Handling all files in a directory

Again, the following examples work on the same directory structure as described in Basic usage. Assume we need to do something with all XML documents in the data directory. Using p:directory-list we can easily get the names of these files. However, to process them we will need to load them, and for that its handy if we have their full absolute URIs. These can be added using the p:make-absolute-uris step and change the name attributes into full URIs:

Pipeline document:

<p:declare-step xmlns:p="http://www.w3.org/ns/xproc" version="3.0">

  <p:output port="result"/>

  <p:directory-list path="data" include-filter="\.xml$" max-depth="unbounded"/>
  <p:make-absolute-uris match="@name"/>

</p:declare-step>

Result document:

<c:directory xmlns:c="http://www.w3.org/ns/xproc-step"
             xml:base="file:/…/…/data/"
             name="file:/…/…/data/data">
   <c:directory xml:base="sub1/" name="file:/…/…/data/sub1/sub1">
      <c:file xml:base="sub1-x1.xml" name="file:/…/…/data/sub1/sub1-x1.xml"/>
   </c:directory>
   <c:file xml:base="x1.xml" name="file:/…/…/data/x1.xml"/>
</c:directory>

We can now use this result to process all the XML documents. The following pipeline simply loads them (using p:load), and wraps all contents (using p:wrap-sequence) in an <all-xml-documents> element:

Pipeline document:

<p:declare-step xmlns:p="http://www.w3.org/ns/xproc" version="3.0">

  <p:output port="result"/>

  <p:directory-list path="data" include-filter="\.xml$" max-depth="unbounded"/>
  <p:make-absolute-uris match="@name"/>

  <p:for-each>
    <p:with-input select="//c:file"/>
    <p:load href="{/*/@name}"/>
  </p:for-each>
  <p:wrap-sequence wrapper="all-xml-documents"/>

</p:declare-step>

Result document:

<all-xml-documents>
   <data>This is document sub1/sub1-x1.xml</data>
   <data>This is document data/x1.xml</data>
</all-xml-documents>

Additional details

  • Only the base-uri property will be set. Its value will be the absolute URI of the directory described.

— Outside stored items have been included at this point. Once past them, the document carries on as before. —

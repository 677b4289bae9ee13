//! termcore - An embeddable terminal emulation core
//!
//! termcore provides the back-end state of a terminal widget: screen
//! buffers with scroll-back, a byte-stream ingestion path, keyboard
//! encoding, and regex search over the history. It draws nothing and
//! owns no process; a host embeds an [`Emulation`], feeds it process
//! output, and renders from the screen it exposes.
//!
//! # Features
//!
//! - **Dual screens**: primary buffer with scroll-back plus a separate
//!   alternate buffer, switched without losing either
//! - **Coalesced updates**: output bursts collapse into a single redraw
//!   notification with a bounded worst-case latency
//! - **Combining characters**: multi-codepoint cells interned into a
//!   shared 16-bit table so a cell stays one machine word
//! - **Scroll-back search**: forward/backward regex search in bounded
//!   blocks, with wrap-around and cooperative cancellation
//! - **Key encoding**: named binding tables map key events to the byte
//!   sequences a terminal application expects
//!
//! # Quick Start
//!
//! ```no_run
//! use termcore::{Emulation, HistorySearch, SearchDirection};
//!
//! let mut emulation = Emulation::new();
//! let events = emulation.subscribe();
//! emulation.set_image_size(24, 80);
//! emulation.receive_data(b"hello\r\nworld\r\n");
//!
//! let search = HistorySearch::new("world", SearchDirection::Forward, 0, 0)?;
//! let outcome = search.run(&emulation);
//! # let _ = (events, outcome);
//! # Ok::<(), termcore::SearchError>(())
//! ```

mod chartable;
mod coalesce;
mod config;
mod decoder;
mod emulation;
mod encoding;
mod event;
mod keybind;
mod screen;
mod search;
mod window;

pub use chartable::{CharTableError, ExtendedCharTable};
pub use coalesce::UpdateCoalescer;
pub use config::{ConfigError, EmulationConfig};
pub use decoder::PlainTextDecoder;
pub use emulation::Emulation;
pub use encoding::EmulationCodec;
pub use event::{CursorShape, EmulationEvent, NotifyState};
pub use keybind::{KeyBindingRegistry, KeyBindingTable, Modifiers};
pub use screen::{Cell, CellContent, HistoryPolicy, Rendition, Screen};
pub use search::{CancelToken, HistorySearch, SearchDirection, SearchError, SearchOutcome};
pub use window::WindowId;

  • A relative value for the path option is resolved against the base URI of the element on which this option is specified. In most cases this will be the static base URI of your pipeline (the path where the XProc source containing the p:directory-list is stored).

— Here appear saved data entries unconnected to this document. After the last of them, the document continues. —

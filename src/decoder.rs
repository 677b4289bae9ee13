//! Plain-text line decoder
//!
//! Linearizes a range of grid lines into text. Used by the emulation's
//! export path and by the scroll-back search, which needs the recorded
//! line-start offsets to map match offsets back to (line, column) pairs.

use crate::chartable::ExtendedCharTable;
use crate::screen::Cell;

/// Decodes cell rows into a text blob, one `\n`-terminated line per row,
/// with trailing blanks trimmed.
///
/// A session is bracketed by [`begin`](Self::begin) and [`end`](Self::end).
/// With offset recording enabled, `line_positions()` holds the byte offset
/// of each decoded line plus a final sentinel at the end of the text.
#[derive(Default)]
pub struct PlainTextDecoder {
    output: String,
    record_positions: bool,
    line_positions: Vec<usize>,
}

impl PlainTextDecoder {
    pub fn new() -> Self {
        Self::default()
    }

    /// Enable recording of line-start offsets for this session.
    pub fn record_line_positions(&mut self, record: bool) {
        self.record_positions = record;
    }

    pub fn begin(&mut self) {
        self.output.clear();
        self.line_positions.clear();
    }

    pub fn decode_line(&mut self, cells: &[Cell], table: &ExtendedCharTable) {
        if self.record_positions {
            self.line_positions.push(self.output.len());
        }

        let mut line = String::with_capacity(cells.len());
        for cell in cells {
            if cell.is_continuation() {
                continue;
            }
            cell.append_text(&mut line, table);
        }
        let trimmed = line.trim_end_matches(' ');
        self.output.push_str(trimmed);
        self.output.push('\n');
    }

    pub fn end(&mut self) {
        if self.record_positions {
            self.line_positions.push(self.output.len());
        }
    }

    pub fn text(&self) -> &str {
        &self.output
    }

    pub fn into_text(self) -> String {
        self.output
    }

    pub fn line_positions(&self) -> &[usize] {
        &self.line_positions
    }
}
//! Raceboard
//!
//! A desktop tool that reads race-result scoreboard screenshots with a hosted
//! multimodal model and keeps a running twelve-race league table.

// Hide console window on Windows release builds
#![cfg_attr(all(windows, not(debug_assertions)), windows_subsystem = "windows")]

mod extraction;
mod gui;
mod league;
mod paths;
mod pipeline;
mod report;
mod storage;

use anyhow::{Result, anyhow};
use chrono::Local;
use std::fs::OpenOptions;
use std::io::Write;

const LOG_FILE: &str = "raceboard.log";

/// Logs a message to both console and log file with timestamp.
pub fn log(msg: &str) {
    let timestamp = Local::now().format("%H:%M:%S%.3f");
    let line = format!("[{}] {}\n", timestamp, msg);
    print!("{}", line);
    let log_path = paths::get_logs_dir().join(LOG_FILE);
    if let Ok(mut file) = OpenOptions::new()
        .create(true)
        .append(true)
        .open(&log_path)
    {
        let _ = file.write_all(line.as_bytes());
    }
}

fn main() -> Result<()> {
    // Set up panic hook to log panics
    std::panic::set_hook(Box::new(|panic_info| {
        let msg = if let Some(s) = panic_info.payload().downcast_ref::<&str>() {
            s.to_string()
        } else if let Some(s) = panic_info.payload().downcast_ref::<String>() {
            s.clone()
        } else {
            "Unknown panic".to_string()
        };
        let location = if let Some(loc) = panic_info.location() {
            format!(" at {}:{}:{}", loc.file(), loc.line(), loc.column())
        } else {
            String::new()
        };
        let log_msg = format!("[PANIC]{} {}\n", location, msg);
        eprintln!("{}", log_msg);
        let log_path = paths::get_logs_dir().join(LOG_FILE);
        if let Ok(mut file) = OpenOptions::new().create(true).append(true).open(&log_path) {
            let _ = file.write_all(log_msg.as_bytes());
        }
    }));

    // Ensure output directories exist
    paths::ensure_directories()?;

    // API key may come from a .env file next to where the app is started
    match dotenvy::dotenv() {
        Ok(path) => log(&format!("Loaded environment from {}", path.display())),
        Err(e) if e.not_found() => {}
        Err(e) => log(&format!("Warning: failed to read .env file: {}", e)),
    }

    // Load configuration
    pipeline::init_config();

    log("Starting GUI application...");
    match gui::run_gui() {
        Ok(()) => {
            log("GUI application exited normally");
            Ok(())
        }
        Err(e) => {
            log(&format!("GUI error: {}", e));
            Err(anyhow!("GUI error: {}", e))
        }
    }
}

  • If some entry (file or directory) is included in the result, all directories leading up to this entry are always included, even if they're excluded because of the include-filter and exclude-filter option settings. This assures that the hierarchy of the result always matches the hierarchy of the filesystem.

  • Working on “normal” files and/or directories (on disk, URI scheme file://) is always supported. Whether any other types are supported is implementation-defined, and therefore depends on the XProc processor used. For this, also the interpretation/definition of what is a “directory” and “file” may vary.

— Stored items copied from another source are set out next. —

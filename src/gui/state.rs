//! GUI application state management.
//!
//! Holds the league session, the user's in-progress form input, extraction
//! progress and the notification list.

use anyhow::{Context, Result};
use std::fs;
use std::path::{Path, PathBuf};
use std::time::{Duration, Instant};

use crate::league::{LeagueSession, RaceNumber, TeamConfig};
use crate::pipeline::WorkerEvent;

/// How long a notification stays on screen.
const TOAST_LIFETIME: Duration = Duration::from_secs(6);

/// File extensions accepted as scoreboard screenshots.
const IMAGE_EXTENSIONS: [&str; 5] = ["png", "jpg", "jpeg", "webp", "bmp"];

#[derive(Clone, Copy, Debug, PartialEq, Eq)]
pub enum ToastKind {
    Info,
    Success,
    Error,
}

#[derive(Clone, Debug)]
pub struct Toast {
    pub message: String,
    pub kind: ToastKind,
    pub created: Instant,
}

impl Toast {
    pub fn is_expired(&self, now: Instant) -> bool {
        now.duration_since(self.created) >= TOAST_LIFETIME
    }
}

/// Extraction progress for display in GUI.
#[derive(Clone, Debug, Default)]
pub enum ProcessingStatus {
    /// Nothing submitted or everything merged
    #[default]
    Idle,
    /// The worker is reading a screenshot
    Extracting {
        race: RaceNumber,
        source: String,
        attempt: u32,
    },
    /// The service was overloaded; the race waits at the back of the queue
    Backoff {
        race: RaceNumber,
        attempt: u32,
        until: Instant,
    },
}

impl ProcessingStatus {
    /// Get display text for current status.
    pub fn status_text(&self, now: Instant) -> String {
        match self {
            Self::Idle => "Idle".to_string(),
            Self::Extracting { race, source, attempt } if *attempt > 1 => {
                format!("Reading race {} ({}), attempt {}", race, source, attempt)
            }
            Self::Extracting { race, source, .. } => format!("Reading race {} ({})", race, source),
            Self::Backoff { race, attempt, until } => {
                let remaining = until.saturating_duration_since(now).as_secs_f32();
                format!(
                    "Service busy, race {} retries in {:.0}s (attempt {} failed)",
                    race, remaining, attempt
                )
            }
        }
    }

    pub fn is_active(&self) -> bool {
        !matches!(self, Self::Idle)
    }
}

/// GUI application state.
#[derive(Debug)]
pub struct GuiState {
    pub session: LeagueSession,
    /// Roster text box contents
    pub roster_text: String,
    /// Team settings being edited
    pub team_edits: [TeamConfig; 2],
    /// Folder path text box for batch uploads
    pub folder_path: String,
    /// Race chosen for re-processing
    pub reprocess_race: u8,
    /// Screenshot path for re-processing
    pub reprocess_path: String,
    pub rename_from: String,
    pub rename_to: String,
    /// Highest race number handed to the worker this league
    pub highest_submitted: Option<RaceNumber>,
    pub status: ProcessingStatus,
    pub toasts: Vec<Toast>,
    /// Reset needs a second click to confirm
    pub confirm_reset: bool,
    pub last_export: Option<PathBuf>,
}

impl GuiState {
    pub fn new(session: LeagueSession) -> Self {
        Self {
            roster_text: session.roster().join("\n"),
            team_edits: session.teams().clone(),
            folder_path: String::new(),
            reprocess_race: 1,
            reprocess_path: String::new(),
            rename_from: String::new(),
            rename_to: String::new(),
            highest_submitted: session.races().iter().map(|r| r.race).max(),
            status: ProcessingStatus::Idle,
            toasts: Vec::new(),
            confirm_reset: false,
            last_export: None,
            session,
        }
    }

    pub fn notify(&mut self, kind: ToastKind, message: impl Into<String>) {
        let message = message.into();
        crate::log(&format!("GUI: {}", message));
        self.toasts.push(Toast {
            message,
            kind,
            created: Instant::now(),
        });
    }

    pub fn drop_expired_toasts(&mut self, now: Instant) {
        self.toasts.retain(|toast| !toast.is_expired(now));
    }

    /// Race number the next upload gets: after both the highest processed
    /// race and anything already queued.
    pub fn next_upload_race(&self) -> Option<RaceNumber> {
        let after_submitted = match self.highest_submitted {
            Some(race) => race.next(),
            None => Some(RaceNumber::FIRST),
        };
        match (self.session.next_race_number(), after_submitted) {
            (Some(processed), Some(submitted)) => Some(processed.max(submitted)),
            _ => None,
        }
    }

    pub fn record_submitted(&mut self, race: RaceNumber) {
        self.highest_submitted = self.highest_submitted.max(Some(race));
    }

    /// Updates the status line from one worker event.
    pub fn apply_event(&mut self, event: &WorkerEvent) {
        match event {
            WorkerEvent::Started { race, source, attempt } => {
                self.status = ProcessingStatus::Extracting {
                    race: *race,
                    source: source.clone(),
                    attempt: *attempt,
                };
            }
            WorkerEvent::Retrying { race, attempt, delay, error, .. } => {
                self.status = ProcessingStatus::Backoff {
                    race: *race,
                    attempt: *attempt,
                    until: Instant::now() + *delay,
                };
                self.notify(
                    ToastKind::Info,
                    format!("Race {}: service busy, retrying ({})", race, error),
                );
            }
            WorkerEvent::Completed(result) => {
                let message = match result.invalid_count() {
                    0 => format!("Race {}: {} rows read", result.race, result.rows.len()),
                    n => format!(
                        "Race {}: {} rows read, {} without a name",
                        result.race,
                        result.rows.len(),
                        n
                    ),
                };
                self.notify(ToastKind::Success, message);
            }
            WorkerEvent::Failed { result, error } => {
                self.notify(
                    ToastKind::Error,
                    format!("Race {} ({}) could not be read: {}", result.race, result.source, error),
                );
            }
        }
    }

    /// Clears the league and everything derived from it in the UI.
    pub fn reset_league(&mut self) {
        self.session.reset();
        self.highest_submitted = None;
        self.status = ProcessingStatus::Idle;
        self.confirm_reset = false;
    }
}

pub fn is_image_path(path: &Path) -> bool {
    path.extension()
        .and_then(|ext| ext.to_str())
        .map(|ext| IMAGE_EXTENSIONS.contains(&ext.to_ascii_lowercase().as_str()))
        .unwrap_or(false)
}

/// Screenshots in a folder, sorted by file name.
pub fn list_images_in_folder(folder: &Path) -> Result<Vec<PathBuf>> {
    let mut images: Vec<PathBuf> = fs::read_dir(folder)
        .with_context(|| format!("Failed to read folder: {}", folder.display()))?
        .filter_map(|entry| entry.ok().map(|e| e.path()))
        .filter(|path| path.is_file() && is_image_path(path))
        .collect();
    images.sort();
    Ok(images)
}

#[cfg(test)]
mod tests {
    use super::*;
    use crate::league::{ExtractedRow, RaceResult};
    use tempfile::tempdir;

    fn race(n: u8) -> RaceNumber {
        RaceNumber::new(n).unwrap()
    }

    #[test]
    fn test_is_image_path() {
        assert!(is_image_path(Path::new("race1.PNG")));
        assert!(is_image_path(Path::new("shots/race.jpeg")));
        assert!(!is_image_path(Path::new("notes.txt")));
        assert!(!is_image_path(Path::new("noext")));
    }

    #[test]
    fn test_list_images_sorted() {
        let dir = tempdir().unwrap();
        for name in ["b.png", "a.jpg", "c.txt"] {
            std::fs::write(dir.path().join(name), b"x").unwrap();
        }
        std::fs::create_dir(dir.path().join("sub.png")).unwrap();

        let images = list_images_in_folder(dir.path()).unwrap();
        let names: Vec<String> = images
            .iter()
            .map(|p| p.file_name().unwrap().to_string_lossy().into_owned())
            .collect();
        assert_eq!(names, vec!["a.jpg", "b.png"]);
    }

    #[test]
    fn test_list_images_missing_folder() {
        assert!(list_images_in_folder(Path::new("/nonexistent/folder")).is_err());
    }

    #[test]
    fn test_next_upload_race_counts_queued_races() {
        let mut state = GuiState::new(LeagueSession::default());
        assert_eq!(state.next_upload_race(), Some(RaceNumber::FIRST));

        state.record_submitted(race(3));
        assert_eq!(state.next_upload_race(), Some(race(4)));

        // A re-processed earlier race doesn't move the counter back
        state.record_submitted(race(2));
        assert_eq!(state.next_upload_race(), Some(race(4)));

        state.record_submitted(race(12));
        assert_eq!(state.next_upload_race(), None);
    }

    #[test]
    fn test_next_upload_race_after_processed_races() {
        let mut session = LeagueSession::default();
        session.apply_race(RaceResult::new(
            "r5.png",
            race(5),
            vec![ExtractedRow::new("Alice", "", 0, "1st")],
        ));
        let state = GuiState::new(session);
        assert_eq!(state.next_upload_race(), Some(race(6)));
    }

    #[test]
    fn test_reset_league_clears_counter() {
        let mut state = GuiState::new(LeagueSession::default());
        state.record_submitted(race(4));
        state.confirm_reset = true;

        state.reset_league();
        assert_eq!(state.next_upload_race(), Some(RaceNumber::FIRST));
        assert!(!state.confirm_reset);
    }

    #[test]
    fn test_failed_event_notifies_error() {
        let mut state = GuiState::new(LeagueSession::default());
        state.apply_event(&WorkerEvent::Failed {
            result: RaceResult::failed("r1.png", RaceNumber::FIRST, "HTTP 403"),
            error: "HTTP 403".to_string(),
        });
        assert_eq!(state.toasts.len(), 1);
        assert_eq!(state.toasts[0].kind, ToastKind::Error);
    }

    #[test]
    fn test_toasts_expire() {
        let mut state = GuiState::new(LeagueSession::default());
        state.notify(ToastKind::Info, "hello");
        let later = Instant::now() + TOAST_LIFETIME;
        state.drop_expired_toasts(later);
        assert!(state.toasts.is_empty());
    }

    #[test]
    fn test_backoff_status_text() {
        let now = Instant::now();
        let status = ProcessingStatus::Backoff {
            race: race(2),
            attempt: 1,
            until: now + Duration::from_secs(4),
        };
        assert!(status.status_text(now).contains("race 2 retries in 4s"));
        assert!(status.is_active());
    }
}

  • An XProc processor may add additional, implementation-defined, attributes to the various result elements as described in The result document. These attributes will always be in some, XProc processor dependent, namespace.

Errors raised

Error code

Description

XC0012

It is a dynamic error if the contents of the directory path are not available to the step due to access restrictions in the environment in which the pipeline is run.

XC0017

It is a dynamic error if the absolute path does not identify a directory.

XC0090

It is a dynamic error if an implementation does not support directory listing for a specified scheme.

XC0147

It is a dynamic error if the specified value is not a valid XPath regular expression.

XD0064

It is a dynamic error if the base URI is not both absolute and valid according to RFC 3986 .

Reference information

This description of the p:directory-list step is for XProc version: 3.1. This is a non-required step (an XProc 3.1 processor does not have to support this).

The formal specification for the p:directory-list step can be found here.

The p:directory-list step is part of categories:

The p:directory-list step is also present in version: 3.0.